Presented in an original WWII Naval recruitment sign by McClelland Barclay. The small tabletop sign was issued on September 10, 1942 and printed on cardboard, for display in shops or community centers. The sign depicts Naval seamen loading a cannon for an attack, with smoke filled skies behind them. Above the dramatic scene, the text, “Dish It Out with The Navy,” is printed in bold white block letters against a bright blue background. 

The sign urges young men to "Choose Now- While You Can, Go To Your Nearest Naval Recruiting Station Today.'' It encouraged young men of conscription age to sign up for the Navy before the draft was enacted. WWII was the first time American men were required to register for a draft during peacetime, 15 months before the country was officially at war.

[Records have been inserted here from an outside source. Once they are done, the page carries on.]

//! Chat platform adapters

pub mod telegram;

pub use telegram::TelegramReplyChannel;
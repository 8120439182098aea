//! Pantry Pup
//!
//! A household chat bot that keeps shared lists for a group:
//! - Shopping cart, notes and meal ideas
//! - An index of shared files searchable by description
//! - Slash commands and @mention text commands over one router
//! - Flat-file, SQLite or Supabase storage

pub mod channel;
pub mod command;
pub mod config;
pub mod error;
pub mod reply;
pub mod server;
pub mod store;

// Re-exports for convenience
pub use command::{Command, CommandRouter, Invocation, MentionResponder};
pub use config::{BackendConfig, BotConfig};
pub use error::{BotError, BotResult};
pub use reply::{Reply, ReplyChannel, ReplyController};
pub use store::{Collection, FileRecord, Storage};
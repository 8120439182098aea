//! Pantry Pup
//!
//! Telegram entry point: loads configuration, opens storage, starts the
//! health endpoint and runs the bot.

use anyhow::Result;
use std::sync::Arc;
use teloxide::Bot;
use tracing::{error, info};
use tracing_subscriber::EnvFilter;

use pantry_pup::channel::telegram;
use pantry_pup::{BotConfig, CommandRouter, Storage};

#[tokio::main]
async fn main() -> Result<()> {
    // Load environment variables
    dotenv::dotenv().ok();

    let filter = EnvFilter::try_from_default_env().unwrap_or_else(|_| EnvFilter::new("pantry_pup=info"));
    tracing_subscriber::fmt().with_env_filter(filter).with_target(false).init();

    let config = BotConfig::from_env()?;
    let storage = Storage::open(&config.backend).await?;
    info!("🐶 Pantry Pup v{} starting ({} backend)", env!("CARGO_PKG_VERSION"), storage.backend());

    let backend = storage.backend();
    let health_addr = config.health_addr;
    tokio::spawn(async move {
        if let Err(e) = pantry_pup::server::serve_health(health_addr, backend).await {
            error!("Health endpoint stopped: {}", e);
        }
    });

    let router = Arc::new(CommandRouter::new(storage).with_defer_policy(config.defer_policy));
    telegram::run(Bot::new(config.telegram_token), router).await
}
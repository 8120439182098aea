//! Recording reply channel
//!
//! An in-memory `ReplyChannel` that records every call. Clones share the
//! same log, so a caller can keep one handle while the controller owns another.
//! Public so the integration tests under `tests/` can drive the router
//! without a chat platform; the bot itself never constructs one.

use async_trait::async_trait;
use std::sync::{Arc, Mutex};

use super::{Reply, ReplyChannel};
use crate::error::{BotError, BotResult};

#[derive(Debug, Clone, PartialEq, Eq)]
pub enum ChannelCall {
    Reply(Reply),
    Defer,
    Edit(Reply),
    FollowUp(Reply),
}

#[derive(Default)]
struct Failures {
    reply: bool,
    defer: bool,
    edit: bool,
    follow_up: bool,
}

#[derive(Clone, Default)]
pub struct RecordingChannel {
    calls: Arc<Mutex<Vec<ChannelCall>>>,
    failures: Arc<Failures>,
}

impl RecordingChannel {
    pub fn new() -> Self {
        Self::default()
    }

    fn with_failures(self, f: impl FnOnce(&mut Failures)) -> Self {
        let mut failures = Failures {
            reply: self.failures.reply,
            defer: self.failures.defer,
            edit: self.failures.edit,
            follow_up: self.failures.follow_up,
        };
        f(&mut failures);
        Self { calls: self.calls, failures: Arc::new(failures) }
    }

    pub fn failing_reply(self) -> Self {
        self.with_failures(|f| f.reply = true)
    }

    pub fn failing_defer(self) -> Self {
        self.with_failures(|f| f.defer = true)
    }

    pub fn failing_edit(self) -> Self {
        self.with_failures(|f| f.edit = true)
    }

    pub fn failing_follow_up(self) -> Self {
        self.with_failures(|f| f.follow_up = true)
    }

    /// Successful calls, in order
    pub fn calls(&self) -> Vec<ChannelCall> {
        self.calls.lock().map(|c| c.clone()).unwrap_or_default()
    }

    /// Content of the last delivered message, if any
    pub fn last_content(&self) -> Option<String> {
        self.calls().into_iter().rev().find_map(|call| match call {
            ChannelCall::Reply(r) | ChannelCall::Edit(r) | ChannelCall::FollowUp(r) => Some(r.content),
            ChannelCall::Defer => None,
        })
    }

    fn record(&self, fail: bool, op: &str, call: ChannelCall) -> BotResult<()> {
        if fail {
            return Err(BotError::Platform(format!("{} rejected", op)));
        }
        if let Ok(mut calls) = self.calls.lock() {
            calls.push(call);
        }
        Ok(())
    }
}

#[async_trait]
impl ReplyChannel for RecordingChannel {
    async fn reply(&self, reply: &Reply) -> BotResult<()> {
        self.record(self.failures.reply, "reply", ChannelCall::Reply(reply.clone()))
    }

    async fn defer(&self) -> BotResult<()> {
        self.record(self.failures.defer, "defer", ChannelCall::Defer)
    }

    async fn edit(&self, reply: &Reply) -> BotResult<()> {
        self.record(self.failures.edit, "edit", ChannelCall::Edit(reply.clone()))
    }

    async fn follow_up(&self, reply: &Reply) -> BotResult<()> {
        self.record(self.failures.follow_up, "follow_up", ChannelCall::FollowUp(reply.clone()))
    }
}
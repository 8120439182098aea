//! Health endpoint for the hosting platform

use axum::{extract::State, routing::get, Json, Router};
use serde::Serialize;
use std::net::SocketAddr;
use tower_http::trace::TraceLayer;
use tracing::info;

#[derive(Clone)]
struct HealthState {
    backend: &'static str,
}

#[derive(Debug, Serialize)]
struct HealthResponse {
    status: &'static str,
    backend: &'static str,
}

async fn health(State(state): State<HealthState>) -> Json<HealthResponse> {
    Json(HealthResponse { status: "ok", backend: state.backend })
}

pub fn health_router(backend: &'static str) -> Router {
    Router::new()
        .route("/health", get(health))
        .layer(TraceLayer::new_for_http())
        .with_state(HealthState { backend })
}

pub async fn serve_health(addr: SocketAddr, backend: &'static str) -> anyhow::Result<()> {
    let listener = tokio::net::TcpListener::bind(addr).await?;
    info!("🩺 Health endpoint ready: http://{}/health", addr);
    axum::serve(listener, health_router(backend)).await?;
    Ok(())
}
//! Error Types
//!
//! A single error enum shared by the stores, the router and the reply controller.

use thiserror::Error;

/// Errors raised while handling a chat command
#[derive(Debug, Error)]
pub enum BotError {
    /// A required argument was missing or blank
    #[error("{0}")]
    Validation(String),

    /// The storage backend failed or could not be reached
    #[error("storage backend unavailable: {0}")]
    BackendUnavailable(String),

    /// The command name is not part of the command set
    #[error("unrecognized command: {0}")]
    UnrecognizedCommand(String),

    /// No acknowledgment path could deliver the response
    #[error("reply channel exhausted: {0}")]
    ReplyChannelExhausted(String),

    /// A reply operation was attempted from a state that does not allow it
    #[error("illegal reply transition: cannot {op} while {state}")]
    IllegalTransition { op: &'static str, state: String },

    /// Missing or invalid process configuration
    #[error("configuration error: {0}")]
    Config(String),

    /// The chat platform rejected an API call
    #[error("platform error: {0}")]
    Platform(String),
}

impl BotError {
    pub fn backend(err: impl std::fmt::Display) -> Self {
        Self::BackendUnavailable(err.to_string())
    }
}

pub type BotResult<T> = std::result::Result<T, BotError>;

McClelland Barclay was already a successful painter, illustrator, sculptor, and jewelry maker before he became a lieutenant in the Naval Reserve in 1938. Throughout his accomplished career, he not only designed recruitment posters but also illustrated magazine covers such as Cosmopolitan and Saturday Evening Post. On July 18, 1943, less than a year after this sign was published, Barclay perished after a Japanese Submarine torpedoed the naval ship he was aboard. Posthumously, in 1944, Barclay was awarded the Art Directors Club Medal, "in recognition of his long and distinguished record in editorial illustration and advertising art and in honor of his devotion and meritorious service to his country as a commissioned officer of the United States Navy."


Color lithograph, printed on cardboard. Tabletop cardboard sign stand attached t th eback, as issued. Colors are very vibrant. White margins. Corners are creased, tear to lithograph at bottom center, into image and last line of text. ​​"Order No. 2" printed at bottom left in blue. " 33462--9-10-42--185M" printed at bottom right.  Sold unframed, as-is.  Unframed Dimensions: 20"H x 14" W (sheet size).